主人公は幼い子どもに会いたいという気持ちを胸に、逃げ出そうとしますが、そこへ組織の助っ人も加わり、戦闘は激しさを増していきます。ヤクザの幹部のような男まで登場し、さらに銃撃戦。やがて、草原に舞台を移し、主人公と標的となる男との一騎打ちが展開され、壮絶な戦いの末に勝利。しかし、友人はすでに傷を負い、力尽きるというエンディングでした。
全体が50分という中編のため、物語の展開は早く、勢いで見せる構成になっていますが、その分、主人公の背景や行動の動機がやや分かりにくく感じられる部分もありました。中盤で「もう嫌だ」と逃げ出した主人公が、なぜか再び戻ってきて、しかも急に銃の扱いに長けた男として活躍を始めるのは、やや強引に感じられました。
また、物語の世界観や登場人物たちの関係性もやや不透明で、序盤で説明されたであろう因縁や立場の情報も、やや飲み込みづらい印象を受けました。ヤクザ同士が唐突に殺し合いを始めたり、菅田俊さん演じるボスキャラのような存在が、無言で何度撃たれても立ち上がるというターミネーター的な演出も興味深い一方で、その理由が描かれていないため、独特の世界観に観る側がどこまでついていけるかという部分はあったかと思います。
泉谷しげるさんが演じるキャラクターも、敵味方問わず周囲を倒していくという不思議な動きで、ストーリーラインにどう関わっているのか判断が難しいところでした。

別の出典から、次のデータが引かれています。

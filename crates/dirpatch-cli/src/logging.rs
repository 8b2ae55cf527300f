use std::env;
use tracing::info;
use tracing_subscriber::prelude::*;
use tracing_subscriber::{fmt, EnvFilter};

pub fn init_logger() -> impl Drop {
    let filter = env::var("TRACING_LEVEL").unwrap_or_else(|_| "info".to_string());
    let filter_layer = EnvFilter::new(filter);

    let log_file_path =
        env::var("LOG_FILE_PATH").unwrap_or_else(|_| "./logs/dirpatch.log".to_string());

    let file_appender = tracing_appender::rolling::never("./", log_file_path);
    let (non_blocking, guard) = tracing_appender::non_blocking(file_appender);

    tracing_subscriber::registry()
        .with(
            fmt::layer()
                .with_writer(std::io::stdout)
                .pretty()
                .with_file(false)
                .without_time()
                .with_ansi(true),
        )
        .with(
            fmt::layer()
                .with_writer(non_blocking)
                .with_ansi(false),
        )
        .with(filter_layer)
        .init();

    info!("Tracing is configured for stdout and file logging.");

    guard
}
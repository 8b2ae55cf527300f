use crate::error::Error;
use crate::hasher::{self, HashAlgorithm};
use crate::model::{FileRecord, ScanResult};
use crate::progress::ProgressReporter;
use glob::Pattern;
use rayon::prelude::*;
use std::fs::{self, DirEntry};
use std::path::Path;
use std::sync::atomic::{AtomicUsize, Ordering};
use tracing::error;

/// Recursively scan one root, hashing every regular file it contains.
///
/// Per-file failures (unreadable file, permission denied) are logged and the
/// file is dropped from the result; the scan keeps going. Only a root that
/// does not exist or is not a readable directory fails the whole scan.
/// Traversal order is unspecified; per-file work fans out over the ambient
/// rayon pool.
pub fn scan_directory(
    root: &Path,
    algorithm: HashAlgorithm,
    ignore_globs: &[String],
    reporter: &dyn ProgressReporter,
    files_seen: &AtomicUsize,
) -> Result<ScanResult, Error> {
    let metadata = fs::metadata(root).map_err(|source| Error::Scan {
        path: root.to_path_buf(),
        source,
    })?;
    if !metadata.is_dir() {
        return Err(Error::NotADirectory(root.to_path_buf()));
    }

    let ignore_patterns: Vec<Pattern> = ignore_globs
        .iter()
        .filter_map(|glob| match Pattern::new(glob) {
            Ok(pattern) => Some(pattern),
            Err(e) => {
                error!("Invalid glob pattern '{}': {}", glob, e);
                None
            }
        })
        .collect();

    let results = ScanResult::new();

    let entries = fs::read_dir(root).map_err(|source| Error::Scan {
        path: root.to_path_buf(),
        source,
    })?;

    entries.par_bridge().for_each(|entry_result| {
        handle_entry(
            entry_result,
            root,
            root,
            algorithm,
            &ignore_patterns,
            &results,
            reporter,
            files_seen,
        );
    });

    Ok(results)
}

/// Subdirectory traversal below the root. Unlike the root itself, an
/// unreadable subdirectory is logged and skipped rather than failing the scan.
fn visit_dir(
    dir: &Path,
    root: &Path,
    algorithm: HashAlgorithm,
    ignore_patterns: &[Pattern],
    results: &ScanResult,
    reporter: &dyn ProgressReporter,
    files_seen: &AtomicUsize,
) {
    if ignore_patterns
        .iter()
        .any(|pattern| pattern.matches_path(dir))
    {
        return;
    }

    let entries = match fs::read_dir(dir) {
        Ok(entries) => entries,
        Err(err) => {
            error!("Error reading directory {}: {}", dir.display(), err);
            return;
        }
    };

    entries.par_bridge().for_each(|entry_result| {
        handle_entry(
            entry_result,
            dir,
            root,
            algorithm,
            ignore_patterns,
            results,
            reporter,
            files_seen,
        );
    });
}

fn handle_entry(
    entry_result: std::io::Result<DirEntry>,
    parent: &Path,
    root: &Path,
    algorithm: HashAlgorithm,
    ignore_patterns: &[Pattern],
    results: &ScanResult,
    reporter: &dyn ProgressReporter,
    files_seen: &AtomicUsize,
) {
    let entry = match entry_result {
        Ok(entry) => entry,
        Err(err) => {
            error!(
                "Error reading directory entry under {}: {}",
                parent.display(),
                err
            );
            return;
        }
    };

    let path = entry.path();
    let file_type = match entry.file_type() {
        Ok(file_type) => file_type,
        Err(err) => {
            error!("Error reading file type for {}: {}", path.display(), err);
            return;
        }
    };

    // file_type() does not traverse symlinks, so links, sockets and devices
    // all fall through both arms and are left out of the scan.
    if file_type.is_dir() {
        visit_dir(
            &path,
            root,
            algorithm,
            ignore_patterns,
            results,
            reporter,
            files_seen,
        );
    } else if file_type.is_file() {
        if ignore_patterns
            .iter()
            .any(|pattern| pattern.matches_path(&path))
        {
            return;
        }

        match process_file(&entry, root, algorithm) {
            Ok(record) => {
                let found = files_seen.fetch_add(1, Ordering::Relaxed) + 1;
                reporter.on_scan_progress(found, &record.path);
                results.insert(record.path.clone(), record);
            }
            Err(err) => {
                error!("Skipping file '{}': {}", path.display(), err);
            }
        }
    }
}

fn process_file(entry: &DirEntry, root: &Path, algorithm: HashAlgorithm) -> Result<FileRecord, Error> {
    let path = entry.path();
    let unreadable = |source: std::io::Error| Error::UnreadableFile {
        path: path.clone(),
        source,
    };

    let metadata = entry.metadata().map_err(unreadable)?;
    let modified = metadata.modified().map_err(unreadable)?;
    let digest = hasher::digest_file(&path, algorithm)?;

    Ok(FileRecord {
        path: relative_path(root, &path),
        digest,
        size: metadata.len(),
        modified,
    })
}

/// Root-relative path with `/` separators regardless of platform.
fn relative_path(root: &Path, path: &Path) -> String {
    let relative = path.strip_prefix(root).unwrap_or(path);
    relative
        .components()
        .map(|component| component.as_os_str().to_string_lossy())
        .collect::<Vec<_>>()
        .join("/")
}
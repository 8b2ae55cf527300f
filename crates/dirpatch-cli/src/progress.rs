use dirpatch_core::ProgressReporter;
use indicatif::{ProgressBar, ProgressStyle};
use std::sync::Mutex;

/// CLI progress reporter using indicatif.
///
/// - Scan phase: spinner with a live file count (total unknown upfront)
/// - Reconcile: instantaneous, completion line only
/// - Write phase: spinner
pub struct CliReporter {
    bar: Mutex<Option<ProgressBar>>,
}

impl CliReporter {
    pub fn new() -> Self {
        Self {
            bar: Mutex::new(None),
        }
    }

    fn set_bar(&self, pb: ProgressBar) {
        let mut guard = self.bar.lock().unwrap();
        if let Some(old) = guard.take() {
            old.finish_and_clear();
        }
        *guard = Some(pb);
    }

    fn finish_bar(&self) {
        let mut guard = self.bar.lock().unwrap();
        if let Some(pb) = guard.take() {
            pb.finish_and_clear();
        }
    }

    fn spinner(message: &'static str) -> ProgressBar {
        let pb = ProgressBar::new_spinner();
        pb.set_style(
            ProgressStyle::with_template("{spinner:.cyan} {msg}")
                .unwrap()
                .tick_chars("⠋⠙⠹⠸⠼⠴⠦⠧⠇⠏"),
        );
        pb.set_message(message);
        pb.enable_steady_tick(std::time::Duration::from_millis(80));
        pb
    }
}

impl ProgressReporter for CliReporter {
    fn on_scan_start(&self) {
        self.set_bar(Self::spinner("Scanning trees..."));
    }

    fn on_scan_progress(&self, files_found: usize, _current_path: &str) {
        let guard = self.bar.lock().unwrap();
        if let Some(pb) = guard.as_ref() {
            pb.set_message(format!("Scanning... {} files hashed", files_found));
        }
    }

    fn on_scan_complete(&self, total_files: usize, duration_secs: f64) {
        self.finish_bar();
        eprintln!(
            "  \x1b[32m✓\x1b[0m Scan complete: {} files in {:.2}s",
            total_files, duration_secs
        );
    }

    fn on_reconcile_complete(&self, unchanged: usize, conflicts: usize, duration_secs: f64) {
        eprintln!(
            "  \x1b[32m✓\x1b[0m Reconcile complete: {} unchanged, {} conflicting in {:.2}s",
            unchanged, conflicts, duration_secs
        );
    }

    fn on_write_start(&self) {
        self.set_bar(Self::spinner("Writing report..."));
    }

    fn on_write_complete(&self, destination: &str, duration_secs: f64) {
        self.finish_bar();
        eprintln!(
            "  \x1b[32m✓\x1b[0m Report written to {} in {:.2}s",
            destination, duration_secs
        );
    }
}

それでもこの作品が向かっている方向は、おそらくごちゃごちゃ理屈を説明するよりも、カッコいい銃撃戦を見せるということに重きを置いたアクションの快作であるように感じました。渡部篤郎さんが徹頭徹尾クールに撮られていて、その存在感とビジュアルが作品を引っ張っていたと思います。全編を彩る音楽も印象的で、作品のトーンをしっかりと固める重要な要素になっていたと感じました。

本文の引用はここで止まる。